Autant en emporte le vent, de Victor Fleming (1939) : l'apogée d'Hollywood

Film de tous les superlatifs - un tournage dispendieux, des millions de spectateurs, une marée d'oscars -, Autant en emporte le vent fut et reste l'indépassable modèle de ce que la cité des anges savait faire de mieux, l'exact synonyme du mot cinéma, le symbole de l'industrie hollywoodienne. Quatre-vingts ans après, il reste un modèle de savoir-faire, de perfection cinématographique, de grand spectacle, de dialogues mémorables et de Technicolor flamboyant.   
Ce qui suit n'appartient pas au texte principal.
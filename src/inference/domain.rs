//! Request, response and state types of the prediction service.

use std::sync::{Arc, PoisonError, RwLock};

use std::fmt;

use serde::de::{self, Visitor};
use serde::{Deserialize, Deserializer, Serialize};

use crate::common::error::{TaxiError, TaxiResult};
use crate::features::RideFields;
use crate::training::domain::ModelArtifact;

/// Inbound ride description as received on the wire.
///
/// Zone identifiers are read as signed integers so that zero and negative
/// values reach [`RideRequest::validate`] and are rejected there instead of
/// failing deserialisation with a less specific message. Integral floats such
/// as `138.0` are accepted.
#[derive(Clone, Debug, PartialEq, Serialize, Deserialize)]
pub struct RideRequest {
    #[serde(alias = "PULocationID", deserialize_with = "whole_number")]
    pub pickup_zone_id: i64,
    #[serde(alias = "DOLocationID", deserialize_with = "whole_number")]
    pub dropoff_zone_id: i64,
    pub trip_distance: f64,
}

struct WholeNumber;

impl<'de> Visitor<'de> for WholeNumber {
    type Value = i64;

    fn expecting(&self, f: &mut fmt::Formatter<'_>) -> fmt::Result {
        f.write_str("an integer zone id")
    }

    fn visit_i64<E: de::Error>(self, v: i64) -> Result<i64, E> {
        Ok(v)
    }

    fn visit_u64<E: de::Error>(self, v: u64) -> Result<i64, E> {
        i64::try_from(v).map_err(|_| E::invalid_value(de::Unexpected::Unsigned(v), &self))
    }

    fn visit_f64<E: de::Error>(self, v: f64) -> Result<i64, E> {
        // 2^63 is exact in f64; anything at or past it does not fit.
        if v.is_finite() && v.fract() == 0.0 && v.abs() < 9_223_372_036_854_775_808.0 {
            Ok(v as i64)
        } else {
            Err(E::invalid_value(de::Unexpected::Float(v), &self))
        }
    }
}

fn whole_number<'de, D: Deserializer<'de>>(deserializer: D) -> Result<i64, D::Error> {
    deserializer.deserialize_any(WholeNumber)
}

/// A ride that passed boundary validation.
#[derive(Copy, Clone, Debug, PartialEq)]
pub struct ValidRide {
    pickup_zone_id: u32,
    dropoff_zone_id: u32,
    trip_distance: f64,
}

fn zone_id(field: &str, value: i64) -> TaxiResult<u32> {
    if value < 1 {
        return Err(TaxiError::invalid(format!("{field} must be >= 1, got {value}")));
    }
    u32::try_from(value).map_err(|_| TaxiError::invalid(format!("{field} out of range: {value}")))
}

impl RideRequest {
    pub fn new(pickup_zone_id: i64, dropoff_zone_id: i64, trip_distance: f64) -> Self {
        Self {
            pickup_zone_id,
            dropoff_zone_id,
            trip_distance,
        }
    }

    /// Check field constraints: both zone ids `>= 1`, distance finite and `> 0`.
    pub fn validate(&self) -> TaxiResult<ValidRide> {
        let pickup_zone_id = zone_id("pickup_zone_id", self.pickup_zone_id)?;
        let dropoff_zone_id = zone_id("dropoff_zone_id", self.dropoff_zone_id)?;
        if !self.trip_distance.is_finite() || self.trip_distance <= 0.0 {
            return Err(TaxiError::invalid(format!(
                "trip_distance must be > 0, got {}",
                self.trip_distance
            )));
        }
        Ok(ValidRide {
            pickup_zone_id,
            dropoff_zone_id,
            trip_distance: self.trip_distance,
        })
    }
}

impl RideFields for ValidRide {
    fn pickup_zone_id(&self) -> u32 {
        self.pickup_zone_id
    }

    fn dropoff_zone_id(&self) -> u32 {
        self.dropoff_zone_id
    }

    fn trip_distance(&self) -> f64 {
        self.trip_distance
    }
}

/// Successful prediction.
#[derive(Clone, Debug, PartialEq, Serialize, Deserialize)]
pub struct PredictionResponse {
    /// Estimated duration in minutes.
    pub duration: f64,
    /// Run id of the artefact that produced the estimate.
    pub model_version: String,
}

#[derive(Copy, Clone, Debug, Eq, PartialEq, Serialize, Deserialize)]
#[serde(rename_all = "lowercase")]
pub enum HealthStatus {
    Ok,
    Degraded,
}

/// Body of `GET /health`.
#[derive(Clone, Debug, PartialEq, Serialize, Deserialize)]
pub struct HealthReport {
    pub status: HealthStatus,
    pub run_id: String,
    pub model_loaded: bool,
}

pub const UNKNOWN_RUN_ID: &str = "unknown";

/// Holder of the artefact currently being served.
///
/// Readers clone the inner `Arc` and release the lock immediately, so a
/// prediction never holds the lock while the model runs. A swap replaces the
/// handle as a whole; the artefact itself is never mutated.
#[derive(Debug, Default)]
pub struct ModelSlot {
    current: RwLock<Option<Arc<ModelArtifact>>>,
}

impl ModelSlot {
    pub fn empty() -> Self {
        Self::default()
    }

    pub fn loaded(artifact: ModelArtifact) -> Self {
        Self {
            current: RwLock::new(Some(Arc::new(artifact))),
        }
    }

    pub fn current(&self) -> Option<Arc<ModelArtifact>> {
        self.current
            .read()
            .unwrap_or_else(PoisonError::into_inner)
            .clone()
    }

    /// Install `artifact`, returning the handle it displaced.
    pub fn replace(&self, artifact: ModelArtifact) -> Option<Arc<ModelArtifact>> {
        let mut guard = self.current.write().unwrap_or_else(PoisonError::into_inner);
        guard.replace(Arc::new(artifact))
    }
}
//! Data domain: loading and filtering the historical trip corpus.

pub mod domain;
pub mod repo_fs;
pub mod service;

pub use domain::{Corpus, CorpusStats, TripBounds, TripRecord, TripSource};
pub use repo_fs::CsvTripSource;
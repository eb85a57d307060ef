//! Replays sampled trips against a running prediction service and logs the results.

use std::time::Duration;

use chrono::{DateTime, Utc};
use tracing::{info, warn};

use crate::common::error::TaxiResult;
use crate::common::time;
use crate::data::domain::{TripBounds, TripRecord, TripSource};
use crate::data::service as data_service;
use crate::evaluation::domain::{PredictionLog, PredictionLogEntry};
use crate::features;
use crate::inference::domain::{PredictionResponse, RideRequest};

use super::client::{PredictClient, DEFAULT_TIMEOUT};

#[derive(Clone, Debug)]
pub struct SimulationCfg {
    pub api_url: String,
    pub rows: usize,
    pub pause: Duration,
    pub seed: u64,
    pub timeout: Duration,
}

impl SimulationCfg {
    pub fn new(api_url: impl Into<String>) -> Self {
        Self {
            api_url: api_url.into(),
            rows: 100,
            pause: Duration::from_millis(50),
            seed: 42,
            timeout: DEFAULT_TIMEOUT,
        }
    }
}

#[derive(Copy, Clone, Debug, Default, PartialEq, Eq)]
pub struct SimulationSummary {
    pub sent: usize,
    pub failed: usize,
    pub logged: usize,
}

pub fn ride_for(trip: &TripRecord) -> RideRequest {
    RideRequest::new(
        i64::from(trip.pickup_zone_id),
        i64::from(trip.dropoff_zone_id),
        trip.trip_distance,
    )
}

/// Join a served prediction with the trip it was made for.
pub fn log_entry(
    trip: &TripRecord,
    response: &PredictionResponse,
    ts: DateTime<Utc>,
) -> PredictionLogEntry {
    PredictionLogEntry {
        ts,
        zone_pair_key: features::encode(trip).zone_pair_key,
        trip_distance: trip.trip_distance,
        prediction: Some(response.duration),
        ground_truth_duration: Some(trip.duration_min),
    }
}

/// Sample trips, send each to the service and append all answers to `log` in one batch.
///
/// Failed requests are skipped. Nothing is written when every request failed.
pub async fn run_simulation(
    source: &dyn TripSource,
    log: &dyn PredictionLog,
    cfg: &SimulationCfg,
) -> TaxiResult<SimulationSummary> {
    let corpus = data_service::load_corpus(source, &TripBounds::default(), None)?;
    let trips = data_service::sample(&corpus.trips, cfg.rows, cfg.seed);
    let client = PredictClient::new(&cfg.api_url, cfg.timeout)?;
    info!(endpoint = client.endpoint(), rows = trips.len(), "simulation started");

    let mut summary = SimulationSummary::default();
    let mut entries = Vec::with_capacity(trips.len());
    for (i, trip) in trips.iter().enumerate() {
        summary.sent += 1;
        match client.predict(&ride_for(trip)).await {
            Ok(response) => entries.push(log_entry(trip, &response, time::now_utc())),
            Err(e) => {
                summary.failed += 1;
                warn!(
                    row = i,
                    code = e.code().as_str(),
                    retryable = e.code().is_retryable(),
                    error = %e,
                    "prediction request failed"
                );
            }
        }
        if (i + 1) % 20 == 0 {
            info!(done = i + 1, total = trips.len(), "simulation progress");
        }
        if !cfg.pause.is_zero() && i + 1 < trips.len() {
            tokio::time::sleep(cfg.pause).await;
        }
    }

    if entries.is_empty() {
        warn!(sent = summary.sent, "no predictions collected, log left untouched");
        return Ok(summary);
    }
    summary.logged = log.append(&entries)?;
    info!(
        sent = summary.sent,
        failed = summary.failed,
        logged = summary.logged,
        "simulation finished"
    );
    Ok(summary)
}

#[cfg(test)]
mod tests {
    use super::*;
    use crate::evaluation::repo_fs::FsPredictionLog;
    use chrono::TimeZone;

    #[test]
    fn entry_carries_key_and_ground_truth() {
        let trip = TripRecord::new(138, 236, 2.5, 11.0);
        let response = PredictionResponse {
            duration: 10.5,
            model_version: "abc".into(),
        };
        let ts = Utc.with_ymd_and_hms(2024, 1, 1, 0, 0, 0).unwrap();
        let entry = log_entry(&trip, &response, ts);
        assert_eq!(entry.zone_pair_key, "138_236");
        assert_eq!(entry.prediction, Some(10.5));
        assert_eq!(entry.ground_truth_duration, Some(11.0));
        assert!(entry.is_complete());
    }

    #[test]
    fn ride_uses_trip_fields() {
        let ride = ride_for(&TripRecord::new(7, 9, 1.25, 5.0));
        assert_eq!(ride, RideRequest::new(7, 9, 1.25));
    }

    #[tokio::test]
    async fn unreachable_service_writes_nothing() {
        let port = std::net::TcpListener::bind("127.0.0.1:0")
            .unwrap()
            .local_addr()
            .unwrap()
            .port();
        let dir = tempfile::tempdir().unwrap();
        let log = FsPredictionLog::new(dir.path().join("predictions.csv"));
        let cfg = SimulationCfg {
            rows: 3,
            pause: Duration::ZERO,
            timeout: Duration::from_millis(500),
            ..SimulationCfg::new(format!("http://127.0.0.1:{port}"))
        };
        let trips = vec![TripRecord::new(1, 2, 2.0, 10.0); 5];

        let summary = run_simulation(&trips, &log, &cfg).await.unwrap();
        assert_eq!(summary, SimulationSummary { sent: 3, failed: 3, logged: 0 });
        assert!(!log.path().exists());
    }
}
Annex - Leigh, Vivien (Gone With the Wind)_NRFPT_09

1861, en Géorgie. Scarlett O'Hara (Vivien Leigh), fille aînée d'un riche planteur, tournure piquante, caractère vif et décidé, apprend par hasard par ses soupirants que l'homme qu'elle aime, Ashley Wilkes (Leslie Howard), est sur le point d'épouser Mélanie Hamilton (Olivia de Havilland). À l'occasion du pique-nique ayant lieu le lendemain aux Douze-Chênes, la demeure des Wilkes, elle décide de prendre Ashley à part pour lui avouer son amour et lui proposer de l'épouser, elle. Malheureusement, Ashley refuse, en tentant de lui faire comprendre qu'ils sont trop différents pour espérer être heureux ensembles. Furieuse, Scarlett le gifle ; après le départ d'Ashley de la pièce, elle découvre qu'un homme, Rhett Butler (Clark Gable), a assisté à toute la scène. Après forces invectives, la jeune fille s'enfuit. Au même moment, la guerre est déclarée. Scarlett, par dépit d'avoir perdu Ashley, épouse Charles Hamilton, le frère de Mélanie, un garçon sensible, très émotif, fasciné par la nature bouillonnante de Scarlett. Le jeune homme meurt un mois plus tard de la rougeole. Veuve à 17 ans, Scarlett suffoque d'ennui jusqu'à ce que sa mère bien-aimée, Ellen, lui propose d'aller rendre visite à Mélanie à Atlanta, afin de se changer les idées. Elle accepte, part, et retrouve sur place l'homme indiscret des Douze-Chênes, Rhett Butler.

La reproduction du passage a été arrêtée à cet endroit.